Ancak gerçek dünyada -ki bu o kadar da basit değildir- ekonomik dalgalanmaları yönlendiren tek güç talep şokları değildir. Geçtiğimiz birkaç yılda öğrendiğimiz gibi, arz şokları sadece mevcut olmakla kalmıyor, aynı zamanda büyük ve kalıcı da olabiliyor. Olumsuz arz şokları, tıpkı yüksek enflasyon beklentileri gibi, enflasyon ile işsizlik arasındaki dengeyi yönetmeyi daha zor ve maliyetli hale getirmektedir. Talepteki keskin bir düşüş hem ekonomik aktiviteyi hem de enflasyonu azaltırken, küresel petrol arzının ani kaybı gibi arzdaki keskin bir düşüş enflasyonu artırıyor ve ekonomik faaliyeti (canlılığı) azaltmaktadır. Faiz oranlarını artırarak enflasyonla mücadele etmeye çalışmak, ekonomik aktiviteyi ve istihdamı daha da azaltacak; ekonomik aktiviteyi ve istihdamı artırmak için faiz oranlarını düşürmek ise enflasyonu daha da yükseltecektir. Bu nedenle, kalıcı bir arz şokunun para politikası araçlarıyla karşılanması, yetkinin bir tarafına yardımcı olabilirken, yetkinin diğer tarafından daha da büyük sapmalara neden olabilir.

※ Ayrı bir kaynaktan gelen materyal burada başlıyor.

// Copyright (c) 2025 TexasFortress.AI
// This Source Code Form is subject to the terms of the Mozilla Public
// License, v. 2.0. If a copy of the MPL was not distributed with this
// file, You can obtain one at http://mozilla.org/MPL/2.0/.

use std::fmt::Debug;
use std::sync::Mutex;
use std::time::{Duration, Instant};

/// Source of "now" for idle bookkeeping.
pub trait Clock: Send + Sync + Debug {
    fn now(&self) -> Instant;
}

#[derive(Debug, Default, Clone, Copy)]
pub struct SystemClock;

impl Clock for SystemClock {
    fn now(&self) -> Instant {
        Instant::now()
    }
}

/// Clock that only moves when told to.
#[derive(Debug)]
pub struct ManualClock {
    base: Instant,
    offset: Mutex<Duration>,
}

impl ManualClock {
    pub fn new() -> Self {
        Self {
            base: Instant::now(),
            offset: Mutex::new(Duration::ZERO),
        }
    }

    pub fn advance(&self, by: Duration) {
        let mut offset = self.offset.lock().unwrap_or_else(|e| e.into_inner());
        *offset += by;
    }
}

impl Default for ManualClock {
    fn default() -> Self {
        Self::new()
    }
}

impl Clock for ManualClock {
    fn now(&self) -> Instant {
        let offset = *self.offset.lock().unwrap_or_else(|e| e.into_inner());
        self.base + offset
    }
}

/// Last-use timestamp shared by sessions and folder handles.
#[derive(Debug)]
pub(crate) struct LastUsed(Mutex<Instant>);

impl LastUsed {
    pub(crate) fn new(now: Instant) -> Self {
        Self(Mutex::new(now))
    }

    pub(crate) fn touch(&self, now: Instant) {
        *self.0.lock().unwrap_or_else(|e| e.into_inner()) = now;
    }

    pub(crate) fn get(&self) -> Instant {
        *self.0.lock().unwrap_or_else(|e| e.into_inner())
    }

    pub(crate) fn idle_longer_than(&self, now: Instant, timeout: Duration) -> bool {
        now.saturating_duration_since(self.get()) > timeout
    }
}

#[cfg(test)]
mod tests {
    use super::*;

    #[test]
    fn test_manual_clock_advances() {
        let clock = ManualClock::new();
        let start = clock.now();
        clock.advance(Duration::from_secs(31));
        assert_eq!(clock.now() - start, Duration::from_secs(31));
    }

    #[test]
    fn test_idle_is_strictly_longer() {
        let clock = ManualClock::new();
        let last = LastUsed::new(clock.now());
        clock.advance(Duration::from_secs(30));
        assert!(!last.idle_longer_than(clock.now(), Duration::from_secs(30)));
        clock.advance(Duration::from_millis(1));
        assert!(last.idle_longer_than(clock.now(), Duration::from_secs(30)));
    }
}
// Copyright (c) 2025 TexasFortress.AI
// This Source Code Form is subject to the terms of the Mozilla Public
// License, v. 2.0. If a copy of the MPL was not distributed with this
// file, You can obtain one at http://mozilla.org/MPL/2.0/.

use serde::{Deserialize, Serialize};
use thiserror::Error;

use crate::imap::ImapError;
use crate::pool::PoolError;

#[derive(Debug, Error, Clone, PartialEq, Eq)]
pub enum GatewayError {
    /// The session for the request could not be established or kept alive.
    #[error(transparent)]
    Connection(#[from] PoolError),

    /// The request itself is malformed or names an unknown operation.
    #[error("Protocol error: {0}")]
    Protocol(String),

    /// The remote mailbox server rejected or failed the command.
    #[error("Remote failure [{status}]: {message}")]
    Transport { status: String, message: String },

    /// A remote gateway answered with a status the client does not understand.
    #[error("HTTP {status}: {body}")]
    Http { status: u16, body: String },

    #[error("Send failed: {0}")]
    Send(String),
}

impl GatewayError {
    pub fn protocol(message: impl Into<String>) -> Self {
        GatewayError::Protocol(message.into())
    }

    /// Machine-readable code used in HTTP error bodies.
    pub fn code(&self) -> &'static str {
        match self {
            GatewayError::Connection(_) => "CONNECTION",
            GatewayError::Protocol(_) => "PROTOCOL",
            GatewayError::Transport { .. } => "TRANSPORT",
            GatewayError::Http { .. } => "HTTP",
            GatewayError::Send(_) => "SEND",
        }
    }
}

/// JSON body of an HTTP error response.
#[derive(Debug, Clone, PartialEq, Eq, Serialize, Deserialize)]
pub struct ErrorBody {
    pub code: String,
    pub message: String,
    /// Remote server status, for transport and connection failures.
    #[serde(default, skip_serializing_if = "Option::is_none")]
    pub status: Option<String>,
    /// Account whose session failed, for connection failures.
    #[serde(default, skip_serializing_if = "Option::is_none")]
    pub account: Option<String>,
}

impl From<&GatewayError> for ErrorBody {
    fn from(err: &GatewayError) -> Self {
        let (message, status, account) = match err {
            GatewayError::Protocol(message) | GatewayError::Send(message) => (message.clone(), None, None),
            GatewayError::Transport { status, message } => (message.clone(), Some(status.clone()), None),
            GatewayError::Connection(PoolError::Connection { account, source }) => (
                source.detail().to_string(),
                Some(source.status().to_string()),
                Some(account.clone()),
            ),
            other => (other.to_string(), None, None),
        };
        Self {
            code: err.code().to_string(),
            message,
            status,
            account,
        }
    }
}

impl ErrorBody {
    /// Rebuilds the error a remote gateway reported.
    pub fn into_error(self, http_status: u16) -> GatewayError {
        match self.code.as_str() {
            "PROTOCOL" => GatewayError::Protocol(self.message),
            "SEND" => GatewayError::Send(self.message),
            "CONNECTION" => GatewayError::Connection(match self.account {
                Some(account) => PoolError::Connection {
                    account,
                    source: ImapError::from_status(self.status.as_deref().unwrap_or_default(), self.message),
                },
                None => PoolError::ShuttingDown,
            }),
            _ => GatewayError::Transport {
                status: self.status.unwrap_or_else(|| format!("{} {}", http_status, self.code)),
                message: self.message,
            },
        }
    }
}

impl From<ImapError> for GatewayError {
    fn from(err: ImapError) -> Self {
        GatewayError::Transport {
            status: err.status().to_string(),
            message: err.to_string(),
        }
    }
}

Pandemi Dönemi ve Sonrasında Enflasyon, İşsizlik

Şimdi pandemi deneyimine geçeyim. Enflasyon 2021 yılında yükselmiş ve 2022 yılı ortası itibarıyla kişisel tüketim harcamalarına (personal consumption expenditures-PCE) dayalı 12 aylık enflasyon, Federal Açık Piyasa Komitesi’nin yüzde 2 hedefinin oldukça üzerine çıkarak yüzde 7’ye ulaşmıştır. Bu, 1970’lerden bu yana enflasyonda yaşanan en önemli artış olup, gelecekteki enflasyon beklentilerini artırabileceği ve enflasyonu yeniden düşürmenin zorlu bir ödünleşim (yani çok daha yüksek işsizlik) gerektirebileceği yönündeki korkuları tetiklemiştir.

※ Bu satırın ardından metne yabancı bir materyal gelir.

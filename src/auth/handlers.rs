use axum::{
    extract::{rejection::JsonRejection, State},
    http::StatusCode,
    routing::post,
    Json, Router,
};
use tracing::{instrument, warn};

use crate::{
    auth::dto::{LoginRequest, RegisterRequest, TokenResponse},
    error::AppError,
    state::AppState,
    users::PublicUser,
};

pub fn auth_routes() -> Router<AppState> {
    Router::new()
        .route("/auth/register", post(register))
        .route("/auth/login", post(login))
}

fn body<T>(payload: Result<Json<T>, JsonRejection>) -> Result<T, AppError> {
    payload.map(|Json(v)| v).map_err(|e| {
        warn!(error = %e, "rejected request body");
        AppError::Validation(e.body_text())
    })
}

#[instrument(skip(state, payload))]
pub async fn register(
    State(state): State<AppState>,
    payload: Result<Json<RegisterRequest>, JsonRejection>,
) -> Result<(StatusCode, Json<PublicUser>), AppError> {
    let mut payload = body(payload)?;
    payload.normalize();
    payload.validate()?;

    let user = state
        .auth
        .register(&payload.email, &payload.password, &payload.full_name)
        .await?;
    Ok((StatusCode::CREATED, Json(user.into())))
}

#[instrument(skip(state, payload))]
pub async fn login(
    State(state): State<AppState>,
    payload: Result<Json<LoginRequest>, JsonRejection>,
) -> Result<Json<TokenResponse>, AppError> {
    let mut payload = body(payload)?;
    payload.normalize();
    payload.validate()?;

    let token = state.auth.login(&payload.email, &payload.password).await?;
    Ok(Json(TokenResponse { token }))
}
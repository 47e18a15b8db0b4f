use std::time::Duration;

use anyhow::Context;
use sqlx::{postgres::PgPoolOptions, PgPool};
use tracing::info;

use crate::{config::DbConfig, users::repo::DB_CALL_TIMEOUT};

const MAX_CONNECTIONS: u32 = 50;
const IDLE_TIMEOUT: Duration = Duration::from_secs(10 * 60);
const MAX_LIFETIME: Duration = Duration::from_secs(60 * 60);

fn pool_options() -> PgPoolOptions {
    PgPoolOptions::new()
        .max_connections(MAX_CONNECTIONS)
        .acquire_timeout(DB_CALL_TIMEOUT)
        .idle_timeout(IDLE_TIMEOUT)
        .max_lifetime(MAX_LIFETIME)
}

/// Connects the pool and brings the schema up to date.
pub async fn connect(cfg: &DbConfig) -> anyhow::Result<PgPool> {
    let db = pool_options()
        .connect(&cfg.database_url())
        .await
        .with_context(|| format!("connect to database {} on {}:{}", cfg.name, cfg.host, cfg.port))?;

    sqlx::migrate!("./migrations")
        .run(&db)
        .await
        .context("run database migrations")?;
    info!(database = %cfg.name, "database ready");
    Ok(db)
}

/// A pool that only dials out on first use.
#[cfg(test)]
pub fn connect_lazy(url: &str) -> anyhow::Result<PgPool> {
    pool_options()
        .connect_lazy(url)
        .context("build lazy database pool")
}

/// Round-trips a trivial query, bounded by the per-call timeout.
pub async fn ping(db: &PgPool) -> anyhow::Result<()> {
    tokio::time::timeout(DB_CALL_TIMEOUT, sqlx::query("SELECT 1").execute(db))
        .await
        .context("database ping timed out")?
        .context("database ping failed")?;
    Ok(())
}
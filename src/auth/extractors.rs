use axum::{
    async_trait,
    extract::{FromRequestParts, Request, State},
    http::{header::AUTHORIZATION, request::Parts},
    middleware::Next,
    response::Response,
};
use tracing::warn;
use uuid::Uuid;

use super::jwt::{JwtKeys, TokenError};
use crate::error::AppError;

/// Identity attached to a request once its bearer token checks out.
#[derive(Debug, Clone)]
pub struct AuthUser {
    pub user_id: Uuid,
    pub email: String,
}

/// Returns the token when the header is exactly `Bearer <token>`.
fn bearer_token(header: &str) -> Option<&str> {
    let mut parts = header.split(' ');
    match (parts.next(), parts.next(), parts.next()) {
        (Some("Bearer"), Some(token), None) => Some(token),
        _ => None,
    }
}

/// Rejects the request with 401 unless it carries a valid bearer token;
/// otherwise stores an [`AuthUser`] in the request extensions.
pub async fn require_auth(
    State(keys): State<JwtKeys>,
    mut request: Request,
    next: Next,
) -> Result<Response, AppError> {
    let header = request
        .headers()
        .get(AUTHORIZATION)
        .filter(|v| !v.is_empty())
        .ok_or(AppError::Unauthorized("authorization header required"))?;

    let token = header
        .to_str()
        .ok()
        .and_then(bearer_token)
        .ok_or(AppError::Unauthorized("invalid authorization header format"))?;

    let claims = keys.verify(token).map_err(|e| {
        warn!(error = %e, "token rejected");
        match e {
            TokenError::Invalid(_) => AppError::Unauthorized("invalid token"),
            TokenError::BadClaims => AppError::Unauthorized("invalid token claims"),
        }
    })?;

    let user_id = Uuid::parse_str(&claims.user_id).map_err(|_| {
        warn!(user_id = %claims.user_id, "token subject is not a uuid");
        AppError::Unauthorized("invalid token claims")
    })?;

    request.extensions_mut().insert(AuthUser {
        user_id,
        email: claims.email,
    });
    Ok(next.run(request).await)
}

#[async_trait]
impl<S> FromRequestParts<S> for AuthUser
where
    S: Send + Sync,
{
    type Rejection = AppError;

    async fn from_request_parts(parts: &mut Parts, _state: &S) -> Result<Self, Self::Rejection> {
        parts
            .extensions
            .get::<AuthUser>()
            .cloned()
            .ok_or(AppError::Unauthorized("unauthorized"))
    }
}
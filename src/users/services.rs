use std::sync::Arc;

use tracing::debug;
use uuid::Uuid;

use super::{repo::UserRepository, repo_types::User};
use crate::error::AppError;

#[derive(Clone)]
pub struct UserService {
    repo: Arc<dyn UserRepository>,
}

impl UserService {
    pub fn new(repo: Arc<dyn UserRepository>) -> Self {
        Self { repo }
    }

    pub async fn get_user_by_id(&self, id: Uuid) -> Result<User, AppError> {
        match self.repo.find_by_id(id).await? {
            Some(user) => Ok(user),
            None => {
                debug!(user_id = %id, "user lookup missed");
                Err(AppError::NotFound("user not found".into()))
            }
        }
    }
}
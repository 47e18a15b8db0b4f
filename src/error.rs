use axum::{
    http::StatusCode,
    response::{IntoResponse, Response},
    Json,
};
use serde_json::json;
use thiserror::Error;
use tracing::error;

use crate::users::repo::RepoError;

/// Every failure a handler can report. Rendered as `{"error": "<message>"}`.
#[derive(Debug, Error)]
pub enum AppError {
    #[error("{0}")]
    Validation(String),

    #[error("email already registered")]
    EmailTaken,

    #[error("invalid credentials")]
    InvalidCredentials,

    #[error("{0}")]
    NotFound(String),

    #[error("{0}")]
    Unauthorized(&'static str),

    #[error(transparent)]
    Dependency(#[from] anyhow::Error),
}

impl AppError {
    pub fn status(&self) -> StatusCode {
        match self {
            Self::Validation(_) | Self::EmailTaken | Self::InvalidCredentials => {
                StatusCode::BAD_REQUEST
            }
            Self::NotFound(_) => StatusCode::NOT_FOUND,
            Self::Unauthorized(_) => StatusCode::UNAUTHORIZED,
            Self::Dependency(_) => StatusCode::INTERNAL_SERVER_ERROR,
        }
    }
}

impl From<RepoError> for AppError {
    fn from(err: RepoError) -> Self {
        match err {
            RepoError::Duplicate => Self::EmailTaken,
            other => Self::Dependency(other.into()),
        }
    }
}

impl IntoResponse for AppError {
    fn into_response(self) -> Response {
        let status = self.status();
        let message = match &self {
            Self::Dependency(e) => {
                error!(error = %e, "dependency failure");
                "internal server error".to_string()
            }
            other => other.to_string(),
        };
        (status, Json(json!({ "error": message }))).into_response()
    }
}
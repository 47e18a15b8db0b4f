mod app;
mod auth;
mod config;
mod db;
mod error;
mod health;
mod state;
mod users;

use crate::config::{AppConfig, AppMode};

fn init_tracing(mode: AppMode) {
    let default_filter = match mode {
        AppMode::Debug => "userauth=debug,axum=info,tower_http=info",
        AppMode::Release => "userauth=info,axum=warn,tower_http=info",
    };
    let env_filter = std::env::var("RUST_LOG").unwrap_or_else(|_| default_filter.to_string());
    let json_logs = std::env::var("LOG_FORMAT")
        .map(|v| v == "json")
        .unwrap_or(mode == AppMode::Release);

    if json_logs {
        tracing_subscriber::fmt()
            .with_env_filter(env_filter)
            .with_target(false)
            .json()
            .init();
    } else {
        tracing_subscriber::fmt().with_env_filter(env_filter).init();
    }
}

#[tokio::main]
async fn main() -> anyhow::Result<()> {
    dotenvy::dotenv().ok();
    let config = AppConfig::from_env()?;
    init_tracing(config.mode);

    if std::env::args().nth(1).as_deref() == Some("health") {
        match health::probe(config.port).await {
            Ok(()) => {
                tracing::info!("health check passed");
                std::process::exit(0);
            }
            Err(e) => {
                tracing::error!(error = %e, "health check failed");
                std::process::exit(1);
            }
        }
    }

    tracing::info!(mode = ?config.mode, "starting userauth");
    let state = state::AppState::init(config).await?;
    app::serve(state).await
}
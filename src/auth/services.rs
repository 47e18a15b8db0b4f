use std::sync::Arc;

use tracing::{error, info, warn};

use super::{
    jwt::JwtKeys,
    password::{hash_password, verify_password},
};
use crate::{
    error::AppError,
    users::{
        repo::UserRepository,
        repo_types::{NewUser, User},
    },
};

/// Registration and login over a user repository.
#[derive(Clone)]
pub struct AuthService {
    repo: Arc<dyn UserRepository>,
    keys: JwtKeys,
}

impl AuthService {
    pub fn new(repo: Arc<dyn UserRepository>, keys: JwtKeys) -> Self {
        Self { repo, keys }
    }

    /// Hashes the password and stores a new user.
    ///
    /// The existence check and the insert are not one transaction; a
    /// concurrent registration for the same email is caught by the unique
    /// index and reported as the same duplicate-email error.
    pub async fn register(
        &self,
        email: &str,
        password: &str,
        full_name: &str,
    ) -> Result<User, AppError> {
        match self.repo.find_by_email(email).await {
            Ok(Some(_)) => {
                warn!(email, "email already registered");
                return Err(AppError::EmailTaken);
            }
            Ok(None) => {}
            Err(e) => warn!(error = %e, email, "pre-registration lookup failed"),
        }

        let password_hash = hash_password(password)?;
        let user = self
            .repo
            .create(NewUser {
                email: email.to_string(),
                password_hash,
                full_name: full_name.to_string(),
            })
            .await?;

        info!(user_id = %user.id, email = %user.email, "user registered");
        Ok(user)
    }

    /// Returns a signed token. Every failure to authenticate is the same
    /// `InvalidCredentials`, whichever part was wrong.
    pub async fn login(&self, email: &str, password: &str) -> Result<String, AppError> {
        let user = match self.repo.find_by_email(email).await {
            Ok(Some(u)) => u,
            Ok(None) => {
                warn!(email, "login unknown email");
                return Err(AppError::InvalidCredentials);
            }
            Err(e) => {
                error!(error = %e, "find_by_email failed");
                return Err(AppError::InvalidCredentials);
            }
        };

        let ok = verify_password(password, &user.password_hash).unwrap_or_else(|e| {
            error!(error = %e, user_id = %user.id, "stored hash unreadable");
            false
        });
        if !ok {
            warn!(email, user_id = %user.id, "login invalid password");
            return Err(AppError::InvalidCredentials);
        }

        let token = self.keys.sign(&user)?;
        info!(user_id = %user.id, "user logged in");
        Ok(token)
    }
}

Bir diğer özel endişe ise, 1970’lerde bir dönem olduğu gibi, ücret-fiyat sarmalının ortaya çıkmasıydı. Sıkı bir işgücü piyasasında yüksek enflasyonun devam edeceği beklentisi, yaşam standartlarını korumaya çalışan işçilerin daha yüksek zam talep etmelerine yol açabilir. Toplam talebin güçlü olduğu bir ortamda, firmalar muhtemelen çalışanlarını korumak için ücret artışlarını kabul edecek ve daha sonra ortaya çıkan maliyet artışını daha yüksek fiyatlar olarak yansıtacaktır. Devam eden bir sarmaldan kaçınmak için, emek ve ürün piyasalarındaki talep ve arzın, daha düşük toplam talep, daha fazla toplam arz veya her ikisi yoluyla yeniden dengelenmesi gerekir. Eğer bu dengeye ulaşmak toplam talepte ciddi bir düşüş gerektiriyorsa, o zaman enflasyonu sürdürülebilir bir şekilde kontrol altına almak istihdam yetkisi açısından yüksek bir maliyet gerektirebilir. Neyse ki, daha sonra tartışacağım gibi, bu sefer ücret-fiyat sarmalından kaçınmış gibiyiz.

Enflasyon yükselip kalıcı görünmeye başladıkça Federal Açık Piyasa Komitesi, fiyat istikrarı olmadan ekonominin kimsenin işine yaramayacağını ve yüksek enflasyonun sonuçta işgücü piyasasının gücünü zayıflatacağını bilerek, haklı olarak fiyat istikrarını yeniden sağlamaya odaklanmıştır. Faiz oranları hızla yükselirken, bazıları enflasyonu düşürmenin maliyetinin işsizliğin sürekli olarak artmasından korkuyordu. Ancak geçtiğimiz yıl boyunca bu ödünleşim pek çok kişinin korktuğundan çok daha az belirgin olmuştur. Enflasyonun önemli ölçüde yavaşladığını, 1980’lerden bu yana hiç olmadığı kadar hızlı düştüğünü gördük. Ancak işsizlik 1960’lardan bu yana yalnızca birkaç kez görülen en düşük seviyelere yakın seyretmektedir.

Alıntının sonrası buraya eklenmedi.